Environment & Ecosystem science ◽

10.26480/ees.01.2020.28.37 ◽

2020 ◽

Vol 4 (1) ◽

pp. 28-37

Author(s):

Prabal Barua ◽

Syed Hafizur Rahman

Keyword(s):

Climate Change ◽

Agricultural Production ◽

Crop Production ◽

Yield Loss ◽

Research Work ◽

Eastern Coast ◽

Yield Reduction ◽

Dual Culture ◽

The Impact ◽

Adaptation Options

Coastal people of Bangladesh have been experiencing from lower crop productivity and fewer cropping intensity because of different climatic vulnerabilities.
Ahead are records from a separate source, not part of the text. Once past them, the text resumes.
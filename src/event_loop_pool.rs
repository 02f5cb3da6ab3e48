//! Worker event loops, one per thread, handed out round-robin.

use std::sync::atomic::{AtomicBool, AtomicUsize, Ordering};
use std::sync::{mpsc, Arc, Mutex};
use std::thread;

use tracing::{debug, error};

use crate::error::{TzzeroError, TzzeroResult};
use crate::event_loop::EventLoop;

/// A thread running its own event loop. The loop is constructed on the
/// new thread (the loop's driving thread) and published back through a
/// channel before `run()` starts.
pub struct EventLoopThread {
    event_loop: Option<Arc<EventLoop>>,
    thread: Option<thread::JoinHandle<()>>,
}

impl EventLoopThread {
    pub fn start(
        name: String,
        pin_core: Option<core_affinity::CoreId>,
    ) -> TzzeroResult<EventLoopThread> {
        let (tx, rx) = mpsc::channel();
        let thread_name = name.clone();

        let thread = thread::Builder::new()
            .name(name)
            .spawn(move || {
                if let Some(core) = pin_core {
                    if core_affinity::set_for_current(core) {
                        debug!("{} pinned to CPU {}", thread_name, core.id);
                    } else {
                        debug!("{} failed to pin to CPU {}", thread_name, core.id);
                    }
                }

                let event_loop = match EventLoop::new() {
                    Ok(lp) => lp,
                    Err(e) => {
                        error!("{}: failed to create event loop: {}", thread_name, e);
                        return;
                    }
                };

                if tx.send(Arc::clone(&event_loop)).is_err() {
                    return;
                }
                event_loop.run();
            })
            .map_err(TzzeroError::Io)?;

        let event_loop = rx.recv().map_err(|_| {
            TzzeroError::WorkerStartup("worker died before publishing its loop".to_string())
        })?;

        Ok(EventLoopThread {
            event_loop: Some(event_loop),
            thread: Some(thread),
        })
    }

    pub fn event_loop(&self) -> &Arc<EventLoop> {
        self.event_loop.as_ref().expect("loop published at start")
    }
}

impl Drop for EventLoopThread {
    fn drop(&mut self) {
        if let Some(event_loop) = self.event_loop.take() {
            event_loop.quit();
        }
        if let Some(thread) = self.thread.take() {
            let _ = thread.join();
        }
    }
}

pub struct EventLoopThreadPool {
    base_loop: Arc<EventLoop>,
    started: AtomicBool,
    num_threads: AtomicUsize,
    pin_cpus: AtomicBool,
    next: AtomicUsize,
    threads: Mutex<Vec<EventLoopThread>>,
    loops: Mutex<Vec<Arc<EventLoop>>>,
}

impl EventLoopThreadPool {
    pub fn new(base_loop: Arc<EventLoop>) -> EventLoopThreadPool {
        EventLoopThreadPool {
            base_loop,
            started: AtomicBool::new(false),
            num_threads: AtomicUsize::new(0),
            pin_cpus: AtomicBool::new(false),
            next: AtomicUsize::new(0),
            threads: Mutex::new(Vec::new()),
            loops: Mutex::new(Vec::new()),
        }
    }

    /// Must be called before `start`.
    pub fn set_thread_num(&self, num_threads: usize) {
        assert!(!self.started.load(Ordering::Acquire));
        self.num_threads.store(num_threads, Ordering::Release);
    }

    /// Pin worker threads round-robin across cores.
    pub fn pin_cpus(&self, on: bool) {
        self.pin_cpus.store(on, Ordering::Release);
    }

    pub fn start(&self) -> TzzeroResult<()> {
        if self.started.swap(true, Ordering::AcqRel) {
            return Ok(());
        }

        let num_threads = self.num_threads.load(Ordering::Acquire);
        let core_ids = if self.pin_cpus.load(Ordering::Acquire) {
            core_affinity::get_core_ids().unwrap_or_default()
        } else {
            Vec::new()
        };

        let mut threads = self.threads.lock().unwrap();
        let mut loops = self.loops.lock().unwrap();
        for i in 0..num_threads {
            let core = (!core_ids.is_empty()).then(|| core_ids[i % core_ids.len()]);
            let worker = EventLoopThread::start(format!("tzzero-worker-{}", i), core)?;
            loops.push(Arc::clone(worker.event_loop()));
            threads.push(worker);
        }

        Ok(())
    }

    /// Round-robin selection; the base loop when no workers exist.
    pub fn get_next_loop(&self) -> Arc<EventLoop> {
        let loops = self.loops.lock().unwrap();
        if loops.is_empty() {
            Arc::clone(&self.base_loop)
        } else {
            let index = self.next.fetch_add(1, Ordering::Relaxed) % loops.len();
            Arc::clone(&loops[index])
        }
    }
}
The research work was carried out in Banskhali upazila of Chattogram district and Teknaf of Cox’s Bazar district to assess the impact of climate change on crop production process and to suggest suitable coping strategies and adaptation options for advancing the coastal agriculture for increased agricultural production. To attain the objectives of the research, the author were collected randomly 240 sampled respondents using pre-tested interview schedule. Long-term data/information on climate change showed that there is a trend of temperature rise and erratic rainfall. Participants stated that the current climate in the study area behaving differently than in the past on a number of climate risk factors like increased temperature, frequent drought, changes in seasonal rainfall pattern, long dry spells, increase of soil salinity, increase of tidal surges affecting crop production. The study showed that the main reasons of yield reduction (20-40 % yield loss) in T. aman crop are erratic rainfall, increased intensity and frequency of drought, salinity, floods, cyclone, use of local varieties, increased incidences of pests & diseases etc in the context of climate change. Average yield level of HYV Boro is being affected (20-40 % yield loss) by high temperature and salinity and that of T.Aus/Aus crop is being affected (20-40 % yield loss) by tidal surge. Vegetables, pulses and oilseed crops are being affected (40-60 % yield loss) by soil wetness, excessive rainfall and water-logging in the selected areas. Sorjan system of cropping, rice-fish dual culture, utilization of bunds as vegetables/spices production in gher areas, floating bed agriculture and homestead gardening with introduction of salt-tolerant & drought tolerant crop varieties have been identified as potential adaptation options for development of coastal agriculture for increased agricultural production in attaining food security.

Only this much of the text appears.